Analysts unveil the mystery of profit forecasts

It’s perhaps not the right time to be hard on hapless analysts, as research departments, along with their investment banker counterparts, also take a big hit in the bloodletting at investment banks.

But Alan Kohler over at Business Spectator has picked up on a remarkable — and remarkably illuminating — confession from some analysts about the mysterious business of profit forecasting.

Analysts at Australian securities house Goldman Sachs JBWere have written what Kohler describes as “a remarkably honest confession” to their clients about why analysts keep getting profit forecasts wrong in a downturn like this.

Not only that, he says: “It contains the first public admission I have seen from any analysts that it is hard to reduce earnings forecasts because they need to ‘curry favour’ with company management.”

The confession was contained in last Friday’s daily note to clients from GSJBW and was written by Sam Ferraro and Matthew Ross:

It seems they had a series of meetings with portfolio managers the week before and found that “there is some frustration” with the fact that they have been slow to reduce their earnings forecasts since the onset of the financial crisis.

Ferraro and Ross point out that GSJBW’s equity strategist, Chris Pidcock, is currently forecasting a decline in industrial earnings per share in 2009 of 15 per cent.  However the “bottom up” analysts (that is, those who look at individual companies) are, in aggregate, still forecasting profit growth next year of 3 per cent and 11 per cent for 2010.  One can just imagine the fund managers barbecuing the hapless bottom-up analysts on a slow rotisserie when they see this sort of thing.

To their credit, notes Kohler, the GSJBW analysts have confronted the problem head-on, and very candidly, in the essay in Friday’s daily. The four reasons they cite, he says:

– They haven’t seen anything like this financial crisis before — so they tend to “underestimate the effects of systematic or top-down developments”.

– The companies haven’t seen anything like this before. A survey of analysts reveals that 25 per cent of companies that used to provide profit guidance no longer do. CEOs, they say, are chosen for their “left brain skills: optimism, ambition, hard work, focus and decisiveness. Patience and an appreciation of history are not considered virtues for these individuals”.
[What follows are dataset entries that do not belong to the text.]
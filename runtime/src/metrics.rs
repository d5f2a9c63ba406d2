//! Metric descriptions and recorders.
//!
//! Metrics go through the `metrics` facade. Nothing here installs an
//! exporter; a host process that wants numbers installs its own recorder and
//! calls [`register_metrics`] once so the names carry descriptions.
//!
//! # Example
//!
//! ```rust
//! use seatplan_runtime::metrics::{register_metrics, PersistenceMetrics};
//! use std::time::Duration;
//!
//! register_metrics();
//! PersistenceMetrics::record_call("write", Duration::from_millis(3));
//! ```

use metrics::{describe_counter, describe_histogram};
use std::time::Duration;

// Re-export metrics macros for use in other modules
pub use metrics::{counter, histogram};

/// Register all metric descriptions.
pub fn register_metrics() {
    // Store Metrics
    describe_counter!(
        "store.commands.total",
        "Total number of actions sent to a store"
    );
    describe_histogram!(
        "store.reducer.duration_seconds",
        "Time taken to run one reducer step"
    );
    describe_counter!(
        "store.effects.executed",
        "Effects executed, labelled by effect type"
    );

    // Persistence Metrics
    describe_counter!(
        "persistence.calls.total",
        "Calls made to the persistence sink, labelled by operation"
    );
    describe_counter!(
        "persistence.failures.total",
        "Persistence sink calls that failed, labelled by operation"
    );
    describe_histogram!(
        "persistence.call.duration_seconds",
        "Round-trip time of persistence sink calls"
    );

    // Seating Metrics
    describe_counter!(
        "seating.mutations.committed",
        "Mutations applied to the reservation store, labelled by kind"
    );
    describe_counter!(
        "seating.mutations.rejected",
        "Commands rejected before touching the store, labelled by reason"
    );
}

/// Persistence sink metrics recorder.
pub struct PersistenceMetrics;

impl PersistenceMetrics {
    /// Record a completed sink call.
    pub fn record_call(operation: &'static str, duration: Duration) {
        counter!("persistence.calls.total", "operation" => operation).increment(1);
        histogram!("persistence.call.duration_seconds", "operation" => operation)
            .record(duration.as_secs_f64());
    }

    /// Record a failed sink call.
    pub fn record_failure(operation: &'static str) {
        counter!("persistence.failures.total", "operation" => operation).increment(1);
    }
}

/// Reservation store mutation recorder.
pub struct MutationMetrics;

impl MutationMetrics {
    /// Record a mutation that reached the store.
    pub fn record_commit(kind: &'static str) {
        counter!("seating.mutations.committed", "kind" => kind).increment(1);
    }

    /// Record a command that was turned away.
    pub fn record_rejection(reason: &'static str) {
        counter!("seating.mutations.rejected", "reason" => reason).increment(1);
    }
}
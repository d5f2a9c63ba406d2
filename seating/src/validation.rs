//! Checks that run before anything reaches the reservation store.
//!
//! Batch checks are all-or-nothing: a roster with one bad seat is rejected as
//! a whole. Interactive checks cover a single booking or cancellation form.

use crate::error::{RequiredField, SeatingError};
use crate::roster::RosterEntry;
use crate::types::{
    CancellationRequest, Reservation, ReservationRequest, SeatNumber, SEAT_COUNT,
};
use chrono::{DateTime, Utc};
use regex::Regex;
use std::collections::HashSet;
use std::hash::Hash;
use std::sync::LazyLock;

/// Korean mobile number, e.g. `010-1234-5678`.
#[allow(clippy::expect_used)] // Pattern is a literal; covered by tests
static PHONE_PATTERN: LazyLock<Regex> = LazyLock::new(|| {
    Regex::new(r"^01[0-9]-[0-9]{3,4}-[0-9]{4}$").expect("phone pattern should compile")
});

/// Validates a parsed roster and converts it into reservations.
///
/// Seat range is checked over the whole batch first, then duplicates.
///
/// # Errors
///
/// - [`SeatingError::InvalidSeatRange`]: every out-of-range seat, in batch order
/// - [`SeatingError::DuplicateSeat`]: each repeated seat once
pub fn validate_batch(
    entries: &[RosterEntry],
    timestamp: DateTime<Utc>,
) -> Result<Vec<Reservation>, SeatingError> {
    let out_of_range: Vec<u32> = entries
        .iter()
        .map(|entry| entry.seat_number)
        .filter(|seat| !(1..=SEAT_COUNT).contains(seat))
        .collect();
    if !out_of_range.is_empty() {
        return Err(SeatingError::InvalidSeatRange {
            seats: out_of_range,
        });
    }

    let duplicates = duplicate_seats(entries.iter().map(|entry| entry.seat_number));
    if !duplicates.is_empty() {
        return Err(SeatingError::DuplicateSeat { seats: duplicates });
    }

    entries
        .iter()
        .map(|entry| {
            Reservation::new(
                SeatNumber::new(entry.seat_number)?,
                &entry.name,
                "",
                &entry.location,
                entry.payment_status,
                timestamp,
            )
        })
        .collect()
}

/// Duplicate check for records read back from a persistence sink.
///
/// # Errors
///
/// [`SeatingError::DuplicateSeat`] when two rows claim the same seat.
pub fn validate_records(records: &[Reservation]) -> Result<(), SeatingError> {
    let duplicates = duplicate_seats(records.iter().map(|record| record.seat().get()));
    if duplicates.is_empty() {
        Ok(())
    } else {
        Err(SeatingError::DuplicateSeat { seats: duplicates })
    }
}

/// Checks a booking form.
///
/// Blank fields are reported together before the phone format is checked.
///
/// # Errors
///
/// - [`SeatingError::MissingRequiredField`]: name, phone or location blank
/// - [`SeatingError::InvalidPhoneFormat`]: see [`validate_phone`]
pub fn validate_reservation_request(request: &ReservationRequest) -> Result<(), SeatingError> {
    require(&[
        (RequiredField::Name, &request.name),
        (RequiredField::Phone, &request.phone),
        (RequiredField::Location, &request.location),
    ])?;
    validate_phone(&request.phone)
}

/// Checks a cancellation form.
///
/// # Errors
///
/// [`SeatingError::MissingRequiredField`] when name or phone is blank.
pub fn validate_cancellation_request(request: &CancellationRequest) -> Result<(), SeatingError> {
    require(&[
        (RequiredField::Name, &request.name),
        (RequiredField::Phone, &request.phone),
    ])
}

/// Accepts `01X-XXX-XXXX` and `01X-XXXX-XXXX` with ASCII digits.
///
/// # Errors
///
/// [`SeatingError::InvalidPhoneFormat`] for anything else.
pub fn validate_phone(phone: &str) -> Result<(), SeatingError> {
    if PHONE_PATTERN.is_match(phone.trim()) {
        Ok(())
    } else {
        Err(SeatingError::InvalidPhoneFormat {
            phone: phone.to_string(),
        })
    }
}

fn require(fields: &[(RequiredField, &String)]) -> Result<(), SeatingError> {
    let missing: Vec<RequiredField> = fields
        .iter()
        .filter(|(_, value)| value.trim().is_empty())
        .map(|&(field, _)| field)
        .collect();

    if missing.is_empty() {
        Ok(())
    } else {
        Err(SeatingError::MissingRequiredField { fields: missing })
    }
}

/// Values that occur more than once, each listed once, in order of first repetition.
fn duplicate_seats<T>(seats: impl IntoIterator<Item = T>) -> Vec<T>
where
    T: Copy + Eq + Hash,
{
    let mut seen = HashSet::new();
    let mut reported = HashSet::new();
    seats
        .into_iter()
        .filter(|seat| !seen.insert(*seat) && reported.insert(*seat))
        .collect()
}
– Analysts “seek to curry favour with management in order to preserve their information networks”. Everyone knew this already, but it’s the first time Kohler has seen it admitted.

– Analysts need to manage their “reputational risks”, so they “engage in herding behaviour”. That is, the costs of getting a big call wrong far outweigh the benefits of getting a big one right.

The bottom line, in Kohler’s view, is that analyst profit forecasts are “virtually useless”.

Fund managers have known this for a long time, which is why they do their own forecasts.  Broker research is more read for ideas and insights, and for subtle hints about companies that are written in code. But pity the poor retail investor who doesn’t understand the code and simply believes the profit forecasts and recommendations.

Amazingly, he adds, Ferraro and Ross say they don’t expect things to improve.  “Our expectation is that sector analysts’ forecasts will continue to not accurately reflect deteriorating operating conditions for many companies.”

They conclude by suggesting that clients stick with analysts that have “long track records”, rather than their “less seasoned counterparts”.  They don’t, however, mention the big salaries that analysts get to produce decent research for their firms’ clients, when in fact they are just managing their reputation risk and currying favour with corporate management.